Бороться со сном больше не было никакой возможности, но она какое-то время еще упорно смотрела в небо, на убывающую луну, слушала, как переступают поблизости стреноженные кони, как устраивается рядом Монтроз, ругает сквозь зубы угодившую под бок кочку, как шумно дышат вернувшиеся из вечернего дозора псы. А потом звуки расплылись, перемешались, и принцесса канула в пустоту…

…Генри спать вовсе не хотелось, но он предпочитал присматривать за Марией-Антонией: она сегодня выглядела какой-то вялой, а к вечеру ее и вовсе сморило. «Не угроблю я так девчонку? – задался вопросом Монтроз. – Она крепкая, конечно, но ведь не из местных. Принцесса всё-таки, вряд ли ей доводилось в такие походы ходить, да по жарище, да на сухом пайке! Воды, кстати, тоже мало осталось…»

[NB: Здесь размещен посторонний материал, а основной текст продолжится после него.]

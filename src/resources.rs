//! Name-vs-path resolution for models, schemas and prompt templates.
//!
//! Every resource is referenced either by name (searched for in the configured
//! and standard directories, then among the built-ins) or by path. All three
//! kinds go through `locate`, so the precedence rules live in one place.
use crate::error::{Error, Result};
use std::fmt;
use std::fs;
use std::path::{Path, PathBuf};

const INSTRUCT_TXT: &str = include_str!("../resources/prompt_templates/instruct.txt");
const MISTRAL_INSTRUCT_TXT: &str =
    include_str!("../resources/prompt_templates/mistral-instruct.txt");
const CHATML_TXT: &str = include_str!("../resources/prompt_templates/chatml.txt");
const JSON_GBNF: &str = include_str!("../resources/schemas/json.gbnf");

const BUILTIN_TEMPLATES: &[(&str, &str)] = &[
    ("instruct", INSTRUCT_TXT),
    ("mistral-instruct", MISTRAL_INSTRUCT_TXT),
    ("chatml", CHATML_TXT),
];

const BUILTIN_SCHEMAS: &[(&str, &str)] = &[("json", JSON_GBNF)];

#[derive(Debug, Clone, Copy, PartialEq, Eq)]
pub enum ResourceKind {
    Model,
    Schema,
    Template,
}

impl ResourceKind {
    pub fn as_str(&self) -> &'static str {
        match self {
            ResourceKind::Model => "model",
            ResourceKind::Schema => "schema",
            ResourceKind::Template => "prompt template",
        }
    }

    /// File names tried, in order, for a resource called `name`.
    pub fn candidate_names(&self, name: &str) -> Vec<String> {
        let extensions: &[&str] = match self {
            ResourceKind::Model => &["gguf"],
            ResourceKind::Schema => &["gbnf", "json"],
            ResourceKind::Template => &["txt"],
        };
        let mut names = vec![name.to_string()];
        names.extend(extensions.iter().map(|ext| format!("{name}.{ext}")));
        names
    }

    fn builtins(&self) -> &'static [(&'static str, &'static str)] {
        match self {
            ResourceKind::Model => &[],
            ResourceKind::Schema => BUILTIN_SCHEMAS,
            ResourceKind::Template => BUILTIN_TEMPLATES,
        }
    }

    /// Model directories (e.g. unpacked checkpoints) are valid references;
    /// schemas and templates must be regular files.
    fn accepts(&self, path: &Path) -> bool {
        match self {
            ResourceKind::Model => path.exists(),
            ResourceKind::Schema | ResourceKind::Template => path.is_file(),
        }
    }
}

impl fmt::Display for ResourceKind {
    fn fmt(&self, f: &mut fmt::Formatter<'_>) -> fmt::Result {
        f.write_str(self.as_str())
    }
}

/// How the user referred to a resource.
#[derive(Debug, Clone, PartialEq, Eq)]
pub enum ResourceRef {
    ByName(String),
    /// A file used as-is, or a directory the optional name is looked up in.
    ByPath { path: PathBuf, name: Option<String> },
}

impl ResourceRef {
    /// Combine a name/path pair; the path is the more specific reference and wins.
    pub fn from_parts(name: Option<String>, path: Option<PathBuf>) -> Option<ResourceRef> {
        match (name, path) {
            (name, Some(path)) => Some(ResourceRef::ByPath { path, name }),
            (Some(name), None) => Some(ResourceRef::ByName(name)),
            (None, None) => None,
        }
    }
}

/// Where a resource was found.
#[derive(Debug, Clone, PartialEq, Eq)]
pub enum Located {
    File(PathBuf),
    Builtin {
        name: &'static str,
        content: &'static str,
    },
}

impl Located {
    pub fn read_to_string(&self) -> Result<String> {
        match self {
            Located::File(path) => fs::read_to_string(path)
                .map_err(|err| Error::io(format!("read {}", path.display()), err)),
            Located::Builtin { content, .. } => Ok((*content).to_string()),
        }
    }

    pub fn path(&self) -> Option<&Path> {
        match self {
            Located::File(path) => Some(path),
            Located::Builtin { .. } => None,
        }
    }
}

impl fmt::Display for Located {
    fn fmt(&self, f: &mut fmt::Formatter<'_>) -> fmt::Result {
        match self {
            Located::File(path) => write!(f, "{}", path.display()),
            Located::Builtin { name, .. } => write!(f, "<builtin:{name}>"),
        }
    }
}

/// Resolve a reference of the given kind.
///
/// `search` is only consulted for `ByName`; `default_name` fills in for a
/// directory path given without a name.
pub fn locate(
    kind: ResourceKind,
    reference: &ResourceRef,
    search: &[PathBuf],
    default_name: Option<&str>,
) -> Result<Located> {
    let located = match reference {
        ResourceRef::ByName(name) => locate_by_name(kind, name, search)?,
        ResourceRef::ByPath { path, name } => {
            locate_by_path(kind, path, name.as_deref(), default_name)?
        }
    };
    tracing::debug!(kind = kind.as_str(), resolved = %located, "resource resolved");
    Ok(located)
}

fn locate_by_name(kind: ResourceKind, name: &str, search: &[PathBuf]) -> Result<Located> {
    if name.trim().is_empty() {
        return Err(Error::config(format!("{kind} name is empty")));
    }
    if let Some(path) = find_in_dirs(kind, name, search) {
        return Ok(Located::File(path));
    }
    let candidates = kind.candidate_names(name);
    if let Some((builtin, content)) = kind
        .builtins()
        .iter()
        .find(|(builtin, _)| candidates.iter().any(|candidate| candidate == builtin))
        .copied()
    {
        return Ok(Located::Builtin {
            name: builtin,
            content,
        });
    }
    Err(not_found(kind, name, search))
}

fn locate_by_path(
    kind: ResourceKind,
    path: &Path,
    name: Option<&str>,
    default_name: Option<&str>,
) -> Result<Located> {
    if path.is_dir() {
        return match name.or(default_name) {
            Some(name) => find_in_dirs(kind, name, &[path.to_path_buf()])
                .map(Located::File)
                .ok_or_else(|| not_found(kind, name, &[path.to_path_buf()])),
            None if kind == ResourceKind::Model => Ok(Located::File(path.to_path_buf())),
            None => Err(Error::config(format!(
                "{kind} path {} is a directory; give a {kind} name to look up in it",
                path.display()
            ))),
        };
    }
    if kind.accepts(path) {
        if let Some(name) = name {
            tracing::debug!(
                kind = kind.as_str(),
                name,
                path = %path.display(),
                "explicit path takes precedence over name"
            );
        }
        return Ok(Located::File(path.to_path_buf()));
    }
    Err(Error::config(format!(
        "{kind} path {} does not exist",
        path.display()
    )))
}

fn find_in_dirs(kind: ResourceKind, name: &str, dirs: &[PathBuf]) -> Option<PathBuf> {
    let candidates = kind.candidate_names(name);
    dirs.iter()
        .flat_map(|dir| candidates.iter().map(move |candidate| dir.join(candidate)))
        .find(|path| kind.accepts(path))
}

fn not_found(kind: ResourceKind, name: &str, searched: &[PathBuf]) -> Error {
    let dirs = if searched.is_empty() {
        "no directories configured".to_string()
    } else {
        searched
            .iter()
            .map(|dir| dir.display().to_string())
            .collect::<Vec<_>>()
            .join(", ")
    };
    Error::config(format!("{kind} '{name}' not found (searched: {dirs})"))
}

Он отвлекся, прикидывая, надолго ли хватит припасов, особенно если самому посидеть впроголодь. Картина выходила неутешительная. Можно бы и поохотиться, кое-кого из здешних обитателей есть безопасно, но не сырьем же! Он-то сам съест и не поморщится, а девушка? Вот хоть пожалей о том, что черные колючки если и показываются теперь из земли, то поодаль и едва-едва, даже на растопку их не хватит… Может, старик-шаман все-таки сделал что-то? Дал принцессе оберег какой-нибудь, а говорить не велел? Вполне в его духе!

«Обыскать бы ее, – мелькнула мысль, Генри даже приподнялся на локте, но тут же передумал. Проснется ещё, тогда добра не жди. Да и не стоит чужие обереги-амулеты трогать, это себе дороже. – Да и ладно, что бы там ни было, если работает – пусть хоть крысу сушёную на веревочке с собой таскает!»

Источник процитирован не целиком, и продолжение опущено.